Dot


 久しぶりに明るいうちにオフィスを出た。

 風も暖かく、気分を良くして御堂筋沿いを一駅分歩く。銀杏並木の新芽が、極上の翡翠のように枝を飾っている。そういえば、銀杏の実も翡翠色だ。

 帰りの遅い日がもう三ヶ月近く続いている。部署に人は増えたが、人手は増えていないという微妙な現状だ。そして、仕事は次々と増えていく。
 幸いなことに、それでも楽しくやっている。忙しいけれどやりがいのある仕事だし、同僚との関係も良好だ。ようやく、良い循環が構築できた気がする。

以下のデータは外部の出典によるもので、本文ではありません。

use std::io::stdout;

use anyhow::Result;
use crossterm::{
    event::{
        self, DisableMouseCapture, EnableMouseCapture, Event, KeyCode, KeyEventKind, MouseButton,
        MouseEventKind,
    },
    execute,
    terminal::{EnterAlternateScreen, LeaveAlternateScreen, disable_raw_mode, enable_raw_mode},
};
use qc_metrics_core::config::DashboardConfig;
use qc_metrics_core::panel::{MetricsPanel, PanelStatus, PlotMode};
use qc_metrics_protocol::{Point, PointRef, RenderCommand, TextAlign, ThemeToken, Viewport};
use ratatui::{
    Terminal,
    backend::CrosstermBackend,
    buffer::Buffer,
    layout::Rect,
    style::{Color, Style},
    widgets::{Block, Borders},
};

/// Logical pixels per terminal cell. Charts are laid out in pixels and
/// sampled down to cells.
const CELL_W: f64 = 8.0;
const CELL_H: f64 = 16.0;

const SERIES_COLORS: [Color; 10] = [
    Color::Rgb(31, 119, 180),
    Color::Rgb(255, 127, 14),
    Color::Rgb(44, 160, 44),
    Color::Rgb(214, 39, 40),
    Color::Rgb(148, 103, 189),
    Color::Rgb(140, 86, 75),
    Color::Rgb(227, 119, 194),
    Color::Rgb(127, 127, 127),
    Color::Rgb(188, 189, 34),
    Color::Rgb(23, 190, 207),
];

fn theme_to_color(token: ThemeToken) -> Color {
    match token {
        ThemeToken::Series(n) => SERIES_COLORS[n as usize % SERIES_COLORS.len()],
        ThemeToken::Background | ThemeToken::Surface | ThemeToken::PlotBackground => Color::Black,
        ThemeToken::Border | ThemeToken::GridLine => Color::DarkGray,
        ThemeToken::AxisLine => Color::Gray,
        ThemeToken::TextPrimary | ThemeToken::TooltipText => Color::White,
        ThemeToken::TextSecondary | ThemeToken::NoDataText => Color::Gray,
        ThemeToken::TextMuted => Color::DarkGray,
        ThemeToken::HoverHighlight => Color::LightYellow,
        ThemeToken::TooltipBackground => Color::Rgb(40, 40, 40),
        ThemeToken::BannerError => Color::Rgb(92, 29, 29),
        ThemeToken::BannerErrorText => Color::LightRed,
        ThemeToken::BadgeApproved => Color::Green,
        ThemeToken::BadgeFlagged => Color::Yellow,
        ThemeToken::BadgeBlacklisted => Color::Red,
    }
}

/// Cell holding a viewport position.
fn to_cell(p: Point) -> (i32, i32) {
    ((p.x / CELL_W).floor() as i32, (p.y / CELL_H).floor() as i32)
}

/// First column of a text run anchored at `col`.
fn text_start(col: i32, len: usize, align: TextAlign) -> i32 {
    let len = len as i32;
    match align {
        TextAlign::Left => col,
        TextAlign::Center => col - len / 2,
        TextAlign::Right => col - len,
    }
}

/// Draws commands into a buffer region, clipping to it.
struct CellPainter<'a> {
    buf: &'a mut Buffer,
    area: Rect,
}

impl CellPainter<'_> {
    fn put(&mut self, col: i32, row: i32, ch: char, fg: Color, bg: Option<Color>) {
        if col < 0 || row < 0 || col >= i32::from(self.area.width) || row >= i32::from(self.area.height)
        {
            return;
        }
        let cell = &mut self.buf[(self.area.x + col as u16, self.area.y + row as u16)];
        cell.set_char(ch).set_fg(fg);
        if let Some(bg) = bg {
            cell.set_bg(bg);
        }
    }

    fn paint(&mut self, commands: &[RenderCommand]) {
        for cmd in commands {
            match cmd {
                RenderCommand::DrawRect {
                    rect, color, ..
                } => {
                    let (c0, r0) = to_cell(Point::new(rect.x, rect.y));
                    let (c1, r1) = to_cell(Point::new(rect.right(), rect.bottom()));
                    let bg = theme_to_color(*color);
                    if c1 <= c0 + 1 && r1 <= r0 + 1 {
                        // legend swatch
                        self.put(c0, r0, '■', bg, None);
                        continue;
                    }
                    for row in r0..r1.max(r0 + 1) {
                        for col in c0..c1 {
                            self.put(col, row, ' ', Color::Reset, Some(bg));
                        }
                    }
                }
                RenderCommand::DrawCircle {
                    center, color, point, ..
                } => {
                    let (col, row) = to_cell(*center);
                    let ch = if point.is_some() { '●' } else { '◯' };
                    self.put(col, row, ch, theme_to_color(*color), None);
                }
                RenderCommand::DrawLine {
                    from, to, color, ..
                } => self.line(*from, *to, *color),
                RenderCommand::DrawText {
                    position,
                    text,
                    color,
                    align,
                    ..
                } => {
                    let (col, row) = to_cell(*position);
                    // text baselines sit at the bottom of their cell row
                    let row = row - 1;
                    let start = text_start(col, text.chars().count(), *align);
                    for (i, ch) in text.chars().enumerate() {
                        self.put(start + i as i32, row, ch, theme_to_color(*color), None);
                    }
                }
                RenderCommand::SetClip { .. }
                | RenderCommand::ClearClip
                | RenderCommand::BeginGroup { .. }
                | RenderCommand::EndGroup => {}
            }
        }
    }

    fn line(&mut self, from: Point, to: Point, color: ThemeToken) {
        let (c0, r0) = to_cell(from);
        let (c1, r1) = to_cell(to);
        let ch = match color {
            ThemeToken::AxisLine if r0 == r1 => '─',
            ThemeToken::AxisLine => '│',
            ThemeToken::GridLine => '┈',
            _ => '·',
        };
        let steps = (c1 - c0).abs().max((r1 - r0).abs()).max(1);
        for i in 0..=steps {
            let t = f64::from(i) / f64::from(steps);
            let col = c0 + (f64::from(c1 - c0) * t).round() as i32;
            let row = r0 + (f64::from(r1 - r0) * t).round() as i32;
            self.put(col, row, ch, theme_to_color(color), None);
        }
    }
}

/// Every plotted point, series by series.
fn plotted_points(panel: &MetricsPanel) -> Vec<PointRef> {
    let Some(chart) = panel.chart() else {
        return Vec::new();
    };
    chart
        .pivot()
        .series()
        .iter()
        .enumerate()
        .flat_map(|(s, series)| (0..series.bundle.len()).map(move |i| PointRef::new(s, i)))
        .collect()
}

/// Move the selection within (`Left`/`Right`) or across (`Up`/`Down`) series.
fn step_selection(points: &[PointRef], current: Option<PointRef>, code: KeyCode) -> Option<PointRef> {
    let first = points.first().copied();
    let Some(cur) = current else {
        return first;
    };
    let candidate = match code {
        KeyCode::Left => PointRef::new(cur.series, cur.index.saturating_sub(1)),
        KeyCode::Right => PointRef::new(cur.series, cur.index + 1),
        KeyCode::Up => PointRef::new(cur.series.saturating_sub(1), cur.index),
        KeyCode::Down => PointRef::new(cur.series + 1, cur.index),
        _ => cur,
    };
    if points.contains(&candidate) {
        return Some(candidate);
    }
    // switching to a shorter series: clamp to its last point
    points
        .iter()
        .rev()
        .find(|p| p.series == candidate.series)
        .copied()
        .or(Some(cur))
}

pub fn run(
    panel: &mut MetricsPanel,
    config: &DashboardConfig,
    mut reload: impl FnMut(&mut MetricsPanel, PlotMode) -> bool,
) -> Result<()> {
    enable_raw_mode()?;
    let mut stdout = stdout();
    execute!(stdout, EnterAlternateScreen, EnableMouseCapture)?;
    let backend = CrosstermBackend::new(stdout);
    let mut terminal = Terminal::new(backend)?;

    let mut selected: Option<PointRef> = None;
    let mut footer = String::from("←→↑↓ select | enter open | o toggle outliers | q quit");

    loop {
        let term_size = terminal.size()?;
        let content = Rect::new(0, 1, term_size.width, term_size.height.saturating_sub(2));
        let viewport = Viewport::new(
            f64::from(content.width) * CELL_W,
            f64::from(content.height) * CELL_H,
        );

        let mut cmds = panel.render(&viewport);
        if let Some(point) = selected {
            cmds.extend(panel.render_hover(&viewport, point));
        }

        let header_text = match panel.status() {
            PanelStatus::Ready => {
                let count = panel.chart().map_or(0, |c| c.pivot().record_count());
                let mode = match panel.plot_mode() {
                    PlotMode::All => "all points",
                    PlotMode::WithoutOutliers => "outliers removed",
                };
                format!(" qc-metrics | {count} points | {mode} ")
            }
            PanelStatus::Failed(msg) => format!(" qc-metrics | failed: {msg} "),
            PanelStatus::NoData => " qc-metrics | no data ".to_string(),
            PanelStatus::Loading | PanelStatus::Idle => " qc-metrics ".to_string(),
        };

        terminal.draw(|frame| {
            let area = frame.area();
            let header = Block::default()
                .title(header_text.as_str())
                .style(Style::default().fg(Color::White).bg(Color::DarkGray));
            frame.render_widget(header, Rect::new(0, 0, area.width, 1));

            let block = Block::default()
                .borders(Borders::NONE)
                .style(Style::default().bg(Color::Black));
            frame.render_widget(block, content);

            let mut painter = CellPainter {
                buf: frame.buffer_mut(),
                area: content,
            };
            painter.paint(&cmds);

            let footer_block = Block::default()
                .title(footer.as_str())
                .style(Style::default().fg(Color::Gray).bg(Color::Black));
            frame.render_widget(
                footer_block,
                Rect::new(0, area.height.saturating_sub(1), area.width, 1),
            );
        })?;

        if !event::poll(std::time::Duration::from_millis(100))? {
            continue;
        }
        match event::read()? {
            Event::Key(key) if key.kind == KeyEventKind::Press => match key.code {
                KeyCode::Char('q') | KeyCode::Esc => break,
                code @ (KeyCode::Left | KeyCode::Right | KeyCode::Up | KeyCode::Down) => {
                    selected = step_selection(&plotted_points(panel), selected, code);
                }
                KeyCode::Enter => {
                    if let Some(point) = selected
                        && let Some(id) = panel.chart().and_then(|c| c.pivot().subject_at(point))
                    {
                        let target = qc_metrics_core::navigation::NavTarget::Session(id.to_string());
                        footer = format!("open {}", target.absolute(&config.server.base_url));
                    }
                }
                KeyCode::Char('o') if panel.outlier_control_visible() => {
                    let mode = match panel.plot_mode() {
                        PlotMode::All => PlotMode::WithoutOutliers,
                        PlotMode::WithoutOutliers => PlotMode::All,
                    };
                    if reload(panel, mode) {
                        selected = None;
                    }
                }
                _ => {}
            },
            Event::Mouse(mouse) if mouse.kind == MouseEventKind::Down(MouseButton::Left) => {
                let pointer = Point::new(
                    (f64::from(mouse.column) + 0.5) * CELL_W,
                    (f64::from(mouse.row.saturating_sub(content.y)) + 0.5) * CELL_H,
                );
                selected = panel.hit_test(&viewport, pointer).or(selected);
                if let Some(target) = panel.click(&viewport, pointer) {
                    footer = format!("open {}", target.absolute(&config.server.base_url));
                }
            }
            _ => {}
        }
    }

    disable_raw_mode()?;
    execute!(
        terminal.backend_mut(),
        LeaveAlternateScreen,
        DisableMouseCapture
    )?;
    terminal.show_cursor()?;

    Ok(())
}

 残業をしない主義だった私がたいした変わりようだが、それでもやっていけていることが一番大きな変化だ。それでも、月に二日くらいは早く帰る日を捻出している。そうでもしないと、人間らしい生活を送れなくなる。たまには通りかかるデパ地下が開いている時間に帰らねば、食料も確保できない。

 先日ようやく、会社帰りに髪を切った。美容院は三ヶ月ぶりか。染めてもいないしクセもないので意外と気づかれないものだが、それでも煩わしくなる。せっかく伸びたのだから長さは変えず、梳いて軽くしてみたらイイカンジになった。
 化粧も少し変えてみた。なんだか、こういうことが楽しい。




 いくつかの選択肢が、目の前に在る。
 プランニングかシステムか。管理職か、本社勤務か。仕事か結婚か。

 これまで、苦になるほど努力をした覚えはないが、気づかずに努力してしまうらしい性分と、もともとの器用さと要領の良さで、良くも悪くも「あとちょっと」という選択肢をいくつも作ってしまった。「狭く深く」なら選択の余地はないが、「広くちょっとだけ深く」なので、下手にどれも選べない。こういうのを、器用貧乏というのだ。

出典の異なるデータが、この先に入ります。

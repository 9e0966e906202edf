pub mod metrics;
pub mod qc_search;

use qc_metrics_protocol::{MetricRecord, QcSearchRecord};
use thiserror::Error;

pub use metrics::parse_metric_response;
pub use qc_search::parse_qc_search;

#[derive(Debug, Error)]
pub enum ParseError {
    #[error("metric data: {0}")]
    Metrics(#[from] metrics::MetricsParseError),
    #[error("qc search: {0}")]
    QcSearch(#[from] qc_search::QcSearchParseError),
}

/// Payloads the dashboard endpoints return.
#[derive(Debug, Clone, PartialEq)]
pub enum Payload {
    Metrics(Vec<MetricRecord>),
    QcSearch(Vec<QcSearchRecord>),
}

/// Parse a payload of unknown origin, e.g. a file saved from either endpoint.
///
/// Metric records are tried first; a search row lacks `value` so the two
/// shapes never overlap.
pub fn parse_auto(data: &[u8]) -> Result<Payload, ParseError> {
    match parse_metric_response(data) {
        Ok(records) => Ok(Payload::Metrics(records)),
        Err(metrics_err) => match parse_qc_search(data) {
            Ok(rows) if !rows.is_empty() => Ok(Payload::QcSearch(rows)),
            _ => Err(metrics_err.into()),
        },
    }
}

 そして困ったことに、「どれか」じゃなくて「どれも」やりたい。そもそも、飽きっぽい人間だ。「どれか」なんて、怖くて絞れない。


 子供の頃、やりたいことなんて何も無かった。
 自分が何者であるかもわからず、またおそらく何者ですらなく、そのことに不安と絶望を抱き、生は遠く常に虚無と寄り添っていた。
 こんなふうに、「もう一人自分がいればいいのに」なんて、一人で二人分の生を望むくらいに貪欲になるなんて。


 来し方に立つ自分を眺めるに、ただ捨てずにいたことが唯一の正解だったと想う。
 不安も絶望も苦悩も悲しみも、全て在れかし。それらも正しく私の道を築き、基いとなって現在に至る。

 先のことはわからない。
 だが、断たない限り道は続き、いずこへか辿り着くのだ。